Vision positive

été 2011 

Kecia Larkin (automne / hiver 2001)

40 ans
Victoria, C.-B.
Diagnostic de VIH reçu en 1989
Compte de CD4 : 300
Charge virale : indétectable

« Une femme passant à une autre étape de sa vie
avec le VIH, entre 18 et 40 ans et avec encore bien
des années devant elle… »

Comment décririez-vous votre santé?
Ma santé est bien meilleure qu’il y a dix ans. À cette époque, je luttais contre de l’anémie de moelle osseuse causée par l’AZT que je prenais durant ma grossesse. Mon taux d’hémoglobine était descendu à 67, et on a dû me faire des transfusions sanguines.

Faites-vous face à des enjeux particuliers en ce qui a trait au VIH ou à votre traitement?
Lorsque j’ai commencé à prendre des antirétroviraux, j’avais plusieurs choix de traitement, étant donné que je n’avais pris aucun médicament contre le VIH en 1 ans. Au cours des dix dernières années, j’ai souffert de différents effets secondaires causés par les antirétroviraux, notamment des rougeurs, de l’enflure, de la fièvre, une inflammation du pancréas, des lipides dans le sang, une moins bonne santé dentaire, de graves nausées et plus d’épisodes dépressifs. Je suis très contente de vous dire que mon régime médicamenteux actuel fonctionne très bien!

Vous et votre ventre de femme très enceinte ont fait la page couverture du premier numéro de Vision positive en 2001. Six jours après votre entrevue, vous avez donné naissance à votre fils. Comment va-t-il? Et comment va votre fille?
Owen est un jeune homme très gentil, doux et posé. C’est un garçon typique de 9 ans qui adore les jeux vidéo, les Lego et qui aime aider les autres. Ma fille, Rakiya, termine sa dernière année à l’école secondaire et est impatiente de faire ses études postsecondaires l’année prochaine en tant que diplômée au tableau d’honneur.

De quelle façon le fait d’être maman a-t-il influencé votre rôle de militante et de défenseuse, et vice versa?
Je suis une mère monoparentale avec deux enfants à charge. Je défends les intérêts de mes pairs et je travaille à temps partiel comme adjointe à la recherche avec des pairs. En tant que mère, je dois penser à mon avenir et à celui de mes enfants. J’ai dû réfléchir à ce que je tenais pour acquis dans le passé et à la façon dont je peux influencer l’avenir à mon avantage.

Avez-vous fait face à de gros changements dans votre vie depuis votre apparition en page couverture de Vision positive en 2001?
Je suis plus en santé, plus forte et plus franche. Je suis également plus égoïste à l’égard du temps que je consacre au bénévolat ou au mouvement de lutte contre le sida parce que je vis avec le VIH depuis deux décennies. Je dois donc trouver un équilibre entre ce à quoi je veux accorder mon énergie, ma santé et mon expertise.

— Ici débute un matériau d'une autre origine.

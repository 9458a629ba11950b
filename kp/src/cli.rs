//! CLI command definitions and subcommands

use std::path::PathBuf;

use clap::{Parser, Subcommand};

/// keypace - per-key admission control and paced execution
#[derive(Parser)]
#[command(
    name = "kp",
    about = "Rate-limited, one-at-a-time execution per work key across replicas",
    version = env!("GIT_DESCRIBE"),
)]
pub struct Cli {
    /// Path to config file
    #[arg(short, long, global = true, help = "Path to config file")]
    pub config: Option<PathBuf>,

    /// Log level (TRACE, DEBUG, INFO, WARN, ERROR)
    #[arg(
        short = 'l',
        long = "log-level",
        global = true,
        help = "Log level (TRACE, DEBUG, INFO, WARN, ERROR)"
    )]
    pub log_level: Option<String>,

    /// Log to stderr instead of the log file
    #[arg(long, global = true)]
    pub log_stderr: bool,

    #[command(subcommand)]
    pub command: Command,
}

#[derive(Debug, Subcommand)]
pub enum Command {
    /// Submit work for a key (the admission call)
    Submit {
        #[arg(value_name = "WORK_KEY")]
        work_key: String,

        /// Number of requests to submit back to back
        #[arg(short = 'n', long, default_value = "1")]
        count: usize,

        /// Output format
        #[arg(short, long, default_value = "text")]
        format: OutputFormat,
    },

    /// Run the scheduler loop until Ctrl-C
    Worker {
        /// Overrides replica-id from the config
        #[arg(long)]
        replica_id: Option<String>,

        /// Overrides scheduler.max-concurrent from the config
        #[arg(long)]
        concurrency: Option<usize>,
    },

    /// Submit, then process the queue until idle (batch mode)
    Run {
        #[arg(value_name = "WORK_KEY")]
        work_key: String,

        #[arg(short = 'n', long, default_value = "1")]
        count: usize,
    },

    /// Show the coordination state of a key
    Status {
        #[arg(value_name = "WORK_KEY")]
        work_key: String,

        #[arg(short, long, default_value = "text")]
        format: OutputFormat,
    },

    /// Show recent completion log entries
    Log {
        /// Only this work key
        #[arg(short, long)]
        key: Option<String>,

        /// Number of entries to show
        #[arg(short = 'n', long, default_value = "20")]
        lines: usize,
    },

    /// Show queue statistics
    Queue {
        /// List dead-lettered items
        #[arg(long)]
        dead: bool,

        #[arg(short, long, default_value = "text")]
        format: OutputFormat,
    },
}

/// Where `kp` writes its log file
pub fn get_log_path() -> PathBuf {
    dirs::data_local_dir()
        .unwrap_or_else(|| PathBuf::from("."))
        .join("keypace")
        .join("logs")
        .join("kp.log")
}

/// Output format for submit/status/queue
#[derive(Clone, Copy, Debug, Default, PartialEq, Eq)]
pub enum OutputFormat {
    #[default]
    Text,
    Json,
}

impl std::str::FromStr for OutputFormat {
    type Err = String;

    fn from_str(s: &str) -> Result<Self, Self::Err> {
        match s.to_lowercase().as_str() {
            "text" | "plain" => Ok(Self::Text),
            "json" => Ok(Self::Json),
            _ => Err(format!("Unknown format: {}. Use: text or json", s)),
        }
    }
}

impl std::fmt::Display for OutputFormat {
    fn fmt(&self, f: &mut std::fmt::Formatter<'_>) -> std::fmt::Result {
        match self {
            Self::Text => write!(f, "text"),
            Self::Json => write!(f, "json"),
        }
    }
}
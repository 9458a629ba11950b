//! The `submit` operation: admission followed by enqueue

use std::time::Duration;

use rand::Rng;
use serde::{Deserialize, Serialize};
use tracing::{debug, warn};

use super::controller::{Admission, RateAdmissionController};
use crate::queue::QueueClient;

/// What a submitter sees for one request
#[derive(Debug, Clone, PartialEq, Eq, Serialize, Deserialize)]
#[serde(tag = "result", rename_all = "snake_case")]
pub enum AdmissionResult {
    Admitted,
    AdmittedDelayed { delay_ms: u64 },
    Rejected { reason: String },
    /// Retryable; nothing was enqueued
    TransientFailure { reason: String },
}

impl AdmissionResult {
    /// Whether the work was enqueued
    pub fn is_admitted(&self) -> bool {
        matches!(self, AdmissionResult::Admitted | AdmissionResult::AdmittedDelayed { .. })
    }
}

/// Front door used by request handlers and the CLI
#[derive(Debug, Clone)]
pub struct AdmissionService {
    controller: RateAdmissionController,
    queue: QueueClient,
    delay_jitter: Duration,
}

impl AdmissionService {
    pub fn new(controller: RateAdmissionController, queue: QueueClient) -> Self {
        Self {
            controller,
            queue,
            delay_jitter: Duration::ZERO,
        }
    }

    /// Spread deferred items over `[delay, delay + jitter]` instead of
    /// releasing them all at the window boundary
    pub fn with_delay_jitter(mut self, jitter: Duration) -> Self {
        self.delay_jitter = jitter;
        self
    }

    pub async fn submit(&self, work_key: &str) -> AdmissionResult {
        debug!(%work_key, "submit: called");
        let admission = match self.controller.admit(work_key).await {
            Ok(admission) => admission,
            Err(e) => {
                warn!(%work_key, error = %e, "submit: admission failed closed");
                return AdmissionResult::TransientFailure { reason: e.to_string() };
            }
        };

        let (delay, result) = match admission {
            Admission::Rejected { reason } => return AdmissionResult::Rejected { reason },
            Admission::Admitted => (Duration::ZERO, AdmissionResult::Admitted),
            Admission::AdmittedDelayed { delay } => {
                let delay = delay + self.jitter();
                (
                    delay,
                    AdmissionResult::AdmittedDelayed {
                        delay_ms: delay.as_millis() as u64,
                    },
                )
            }
        };

        // The window slot is already consumed; the caller is told to retry
        // rather than being told the work is queued when it is not
        if let Err(e) = self.queue.enqueue(work_key, delay).await {
            warn!(%work_key, error = %e, "submit: enqueue failed");
            return AdmissionResult::TransientFailure { reason: e.to_string() };
        }

        result
    }

    fn jitter(&self) -> Duration {
        let max_ms = self.delay_jitter.as_millis() as u64;
        if max_ms == 0 {
            return Duration::ZERO;
        }
        Duration::from_millis(rand::rng().random_range(0..=max_ms))
    }
}
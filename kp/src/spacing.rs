//! Minimum spacing between consecutive executions of one key

use std::sync::Arc;
use std::time::Duration;

use keystore::Clock;
use tracing::debug;

use crate::keys::{KeySpace, WorkKey};
use crate::lock::Lease;
use crate::store::{StoreClient, StoreError, StoreResult};

/// Reads and advances the Last-Execution Timestamp
///
/// Both operations take a [`Lease`], so only the current lock holder can
/// call them.
#[derive(Debug, Clone)]
pub struct SpacingEnforcer {
    store: StoreClient,
    keys: KeySpace,
    clock: Arc<dyn Clock>,
}

impl SpacingEnforcer {
    pub fn new(store: StoreClient, keys: KeySpace, clock: Arc<dyn Clock>) -> Self {
        Self { store, keys, clock }
    }

    /// Sleep until `min_interval` has passed since the last completion
    ///
    /// Returns how long it slept. The timestamp is checked once, before the
    /// sleep; the lock keeps it stable while we wait.
    pub async fn wait_for_turn(&self, lease: &Lease, min_interval: Duration) -> StoreResult<Duration> {
        let Some(last) = self.last_execution(&lease.work_key).await? else {
            return Ok(Duration::ZERO);
        };

        // A timestamp ahead of our clock counts as just now
        let elapsed = (self.clock.now_ms() - last).max(0) as u64;
        let wait = min_interval.saturating_sub(Duration::from_millis(elapsed));
        if !wait.is_zero() {
            debug!(work_key = %lease.work_key, elapsed_ms = elapsed, ?wait, "wait_for_turn: sleeping");
            tokio::time::sleep(wait).await;
        }
        Ok(wait)
    }

    /// Stamp the completion time; returns the stored value
    ///
    /// Never moves the timestamp backwards, so a small clock step on this
    /// replica cannot shorten the next key's spacing.
    pub async fn record_completion(&self, lease: &Lease) -> StoreResult<i64> {
        let now = self.clock.now_ms();
        let stamp = match self.last_execution(&lease.work_key).await? {
            Some(last) => now.max(last),
            None => now,
        };
        self.store
            .set(&self.keys.last_execution(&lease.work_key), &stamp.to_string(), None)
            .await?;
        debug!(work_key = %lease.work_key, stamp, "record_completion: stored");
        Ok(stamp)
    }

    pub async fn last_execution(&self, work_key: &WorkKey) -> StoreResult<Option<i64>> {
        let key = self.keys.last_execution(work_key);
        match self.store.get(&key).await? {
            None => Ok(None),
            Some(raw) => raw
                .parse::<i64>()
                .map(Some)
                .map_err(|_| StoreError::Corrupt(format!("{}: not a timestamp: {:?}", key, raw))),
        }
    }
}

#[cfg(test)]
mod tests {
    use super::*;
    use keystore::{ManualClock, MemoryStore};
    use std::time::Instant;

    const NOW: i64 = 1_700_000_000_000;

    fn setup() -> (SpacingEnforcer, StoreClient, ManualClock, Lease) {
        let clock = ManualClock::new(NOW);
        let store = StoreClient::spawn(MemoryStore::with_clock(Arc::new(clock.clone()))).unwrap();
        let spacing = SpacingEnforcer::new(store.clone(), KeySpace::new("t"), Arc::new(clock.clone()));
        let lease = Lease {
            work_key: WorkKey::parse("123").unwrap(),
            token: "r:1".to_string(),
            ttl: Duration::from_secs(10),
            acquired_at_ms: NOW,
        };
        (spacing, store, clock, lease)
    }

    #[tokio::test]
    async fn test_first_execution_does_not_wait() {
        let (spacing, _, _, lease) = setup();
        let waited = spacing.wait_for_turn(&lease, Duration::from_secs(1)).await.unwrap();
        assert_eq!(waited, Duration::ZERO);
    }

    #[tokio::test]
    async fn test_waits_remaining_interval() {
        let (spacing, _, clock, lease) = setup();
        spacing.record_completion(&lease).await.unwrap();
        clock.advance(Duration::from_millis(700));

        let started = Instant::now();
        let waited = spacing.wait_for_turn(&lease, Duration::from_secs(1)).await.unwrap();
        assert_eq!(waited, Duration::from_millis(300));
        assert!(started.elapsed() >= Duration::from_millis(300));
    }

    #[tokio::test]
    async fn test_no_wait_after_interval() {
        let (spacing, _, clock, lease) = setup();
        spacing.record_completion(&lease).await.unwrap();
        clock.advance(Duration::from_millis(1_500));

        let waited = spacing.wait_for_turn(&lease, Duration::from_secs(1)).await.unwrap();
        assert_eq!(waited, Duration::ZERO);
    }

    #[tokio::test]
    async fn test_future_timestamp_waits_full_interval() {
        let (spacing, store, _, lease) = setup();
        store
            .set("t:123:last", &(NOW + 5_000).to_string(), None)
            .await
            .unwrap();

        let waited = spacing.wait_for_turn(&lease, Duration::from_millis(200)).await.unwrap();
        assert_eq!(waited, Duration::from_millis(200));
    }

    #[tokio::test]
    async fn test_record_is_monotonic() {
        let (spacing, _, clock, lease) = setup();
        assert_eq!(spacing.record_completion(&lease).await.unwrap(), NOW);

        clock.set(NOW - 50);
        assert_eq!(spacing.record_completion(&lease).await.unwrap(), NOW);

        clock.set(NOW + 10);
        assert_eq!(spacing.record_completion(&lease).await.unwrap(), NOW + 10);
        assert_eq!(spacing.last_execution(&lease.work_key).await.unwrap(), Some(NOW + 10));
    }

    #[tokio::test]
    async fn test_corrupt_timestamp() {
        let (spacing, store, _, lease) = setup();
        store.set("t:123:last", "yesterday", None).await.unwrap();
        let err = spacing.wait_for_turn(&lease, Duration::from_secs(1)).await.unwrap_err();
        assert!(matches!(err, StoreError::Corrupt(_)));
    }
}
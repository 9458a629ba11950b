//! Shared coordination store client
//!
//! A single actor owns the [`keystore::KvStore`] backend and serves
//! commands sent over a channel, giving cheap cloneable async handles to
//! every component of a replica.

mod client;
mod messages;

pub use client::StoreClient;
pub use messages::{StoreCommand, StoreError, StoreResult};
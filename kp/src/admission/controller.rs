//! Fixed-window rate admission controller

use std::sync::Arc;
use std::time::Duration;

use keystore::Clock;
use tracing::{debug, info};

use crate::keys::{KeySpace, WorkKey};
use crate::store::{StoreClient, StoreResult};

/// Per-key window cap
#[derive(Debug, Clone, Copy, PartialEq, Eq)]
pub struct RatePolicy {
    /// Length of one fixed window
    pub window: Duration,
    /// Admissions allowed per key per window
    pub per_window: u64,
}

impl Default for RatePolicy {
    fn default() -> Self {
        Self {
            window: Duration::from_secs(60),
            per_window: 20,
        }
    }
}

impl RatePolicy {
    fn window_ms(&self) -> i64 {
        (self.window.as_millis() as i64).max(1)
    }

    /// Id of the window containing `now_ms`
    pub fn window_id(&self, now_ms: i64) -> i64 {
        now_ms.div_euclid(self.window_ms())
    }

    /// Time left in the window containing `now_ms`; never zero
    pub fn remainder(&self, now_ms: i64) -> Duration {
        let window_ms = self.window_ms();
        Duration::from_millis((window_ms - now_ms.rem_euclid(window_ms)) as u64)
    }
}

/// Outcome of one admission decision
#[derive(Debug, Clone, PartialEq, Eq)]
pub enum Admission {
    Admitted,
    /// Over the window cap; deferred to the start of the next window
    AdmittedDelayed {
        delay: Duration,
    },
    Rejected {
        reason: String,
    },
}

/// Decides admission from the Window Counter and Rate-Exceeded Flag
#[derive(Debug, Clone)]
pub struct RateAdmissionController {
    store: StoreClient,
    keys: KeySpace,
    policy: RatePolicy,
    clock: Arc<dyn Clock>,
}

impl RateAdmissionController {
    pub fn new(store: StoreClient, keys: KeySpace, policy: RatePolicy, clock: Arc<dyn Clock>) -> Self {
        debug!(?policy, "RateAdmissionController::new: called");
        Self {
            store,
            keys,
            policy,
            clock,
        }
    }

    pub fn policy(&self) -> RatePolicy {
        self.policy
    }

    /// Admit, defer or reject one request for `work_key`
    ///
    /// Store failures are returned as errors and never default to admission.
    pub async fn admit(&self, work_key: &str) -> StoreResult<Admission> {
        let key = match WorkKey::parse(work_key) {
            Ok(key) => key,
            Err(e) => {
                debug!(%work_key, error = %e, "admit: invalid work key");
                return Ok(Admission::Rejected { reason: e.to_string() });
            }
        };

        let now = self.clock.now_ms();
        let window_id = self.policy.window_id(now);
        let flag_key = self.keys.rate_flag(&key);

        if self.store.get(&flag_key).await?.is_some() {
            let delay = self.policy.remainder(now);
            debug!(%key, ?delay, "admit: rate flag set, deferring");
            return Ok(Admission::AdmittedDelayed { delay });
        }

        // The increment alone decides; concurrent replicas each get a distinct count
        let count = self
            .store
            .incr_with_ttl(&self.keys.window_counter(&key, window_id), self.policy.window)
            .await?;

        if count as u64 > self.policy.per_window {
            let delay = self.policy.remainder(now);
            self.store.set(&flag_key, "1", Some(delay)).await?;
            info!(%key, count, window_id, ?delay, "admit: window cap exceeded, flag set");
            return Ok(Admission::AdmittedDelayed { delay });
        }

        debug!(%key, count, window_id, "admit: admitted");
        Ok(Admission::Admitted)
    }
}

#[cfg(test)]
mod tests {
    use super::*;
    use crate::store::StoreError;
    use keystore::{ManualClock, MemoryStore};

    const MINUTE_START: i64 = 1_700_000_040_000; // window-aligned for 60s

    fn controller(per_window: u64) -> (RateAdmissionController, MemoryStore, ManualClock) {
        let clock = ManualClock::new(MINUTE_START);
        let backend = MemoryStore::with_clock(Arc::new(clock.clone()));
        let store = StoreClient::spawn(backend.clone()).unwrap();
        let policy = RatePolicy {
            window: Duration::from_secs(60),
            per_window,
        };
        let controller = RateAdmissionController::new(store, KeySpace::new("t"), policy, Arc::new(clock.clone()));
        (controller, backend, clock)
    }

    #[test]
    fn test_window_math() {
        let policy = RatePolicy::default();
        assert_eq!(policy.window_id(MINUTE_START) * 60_000, MINUTE_START);
        assert_eq!(policy.remainder(MINUTE_START), Duration::from_secs(60));
        assert_eq!(policy.remainder(MINUTE_START + 59_999), Duration::from_millis(1));
        assert_eq!(policy.window_id(MINUTE_START + 60_000), policy.window_id(MINUTE_START) + 1);
    }

    #[tokio::test]
    async fn test_cap_then_delay_until_window_end() {
        let (controller, _, clock) = controller(3);

        for _ in 0..3 {
            assert_eq!(controller.admit("123").await.unwrap(), Admission::Admitted);
        }

        clock.advance(Duration::from_secs(15));
        assert_eq!(
            controller.admit("123").await.unwrap(),
            Admission::AdmittedDelayed {
                delay: Duration::from_secs(45)
            }
        );

        // Flag path uses the same delay formula
        clock.advance(Duration::from_secs(5));
        assert_eq!(
            controller.admit("123").await.unwrap(),
            Admission::AdmittedDelayed {
                delay: Duration::from_secs(40)
            }
        );
    }

    #[tokio::test]
    async fn test_next_window_admits_again() {
        let (controller, _, clock) = controller(1);

        assert_eq!(controller.admit("a").await.unwrap(), Admission::Admitted);
        assert!(matches!(
            controller.admit("a").await.unwrap(),
            Admission::AdmittedDelayed { .. }
        ));

        clock.advance(Duration::from_secs(60));
        assert_eq!(controller.admit("a").await.unwrap(), Admission::Admitted);
    }

    #[tokio::test]
    async fn test_keys_are_independent() {
        let (controller, _, _) = controller(1);

        assert_eq!(controller.admit("a").await.unwrap(), Admission::Admitted);
        assert_eq!(controller.admit("b").await.unwrap(), Admission::Admitted);
        assert!(matches!(
            controller.admit("a").await.unwrap(),
            Admission::AdmittedDelayed { .. }
        ));
    }

    #[tokio::test]
    async fn test_invalid_key_rejected_without_touching_store() {
        let (controller, backend, _) = controller(1);

        assert!(matches!(
            controller.admit("").await.unwrap(),
            Admission::Rejected { .. }
        ));
        assert!(matches!(
            controller.admit("two words").await.unwrap(),
            Admission::Rejected { .. }
        ));
        assert!(backend.is_empty());
    }

    #[tokio::test]
    async fn test_outage_fails_closed() {
        let (controller, backend, _) = controller(20);

        backend.set_available(false);
        let err = controller.admit("123").await.unwrap_err();
        assert!(matches!(err, StoreError::Unavailable(_)));
    }

    #[tokio::test]
    async fn test_concurrent_admissions_never_exceed_cap() {
        let (controller, _, _) = controller(20);

        let handles: Vec<_> = (0..100)
            .map(|_| {
                let controller = controller.clone();
                tokio::spawn(async move { controller.admit("123").await.unwrap() })
            })
            .collect();

        let mut admitted = 0;
        for handle in handles {
            if handle.await.unwrap() == Admission::Admitted {
                admitted += 1;
            }
        }
        assert_eq!(admitted, 20);
    }
}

Comment décririez-vous cette époque du sida?
Négligente.

Dans 10 ans…
J’espère pouvoir documenter la stigmatisation et la négligence auxquelles font face les personnes séropositives les plus vulnérables au sein du système de santé du Canada.

Quelle chanson représente la piste sonore de votre vie?
En ce moment, je suis tentée de vous dire « Wandering Star » de Portishead. Celle qui représenterait bien mes premières années serait « Pretty Brown » de David Campbell.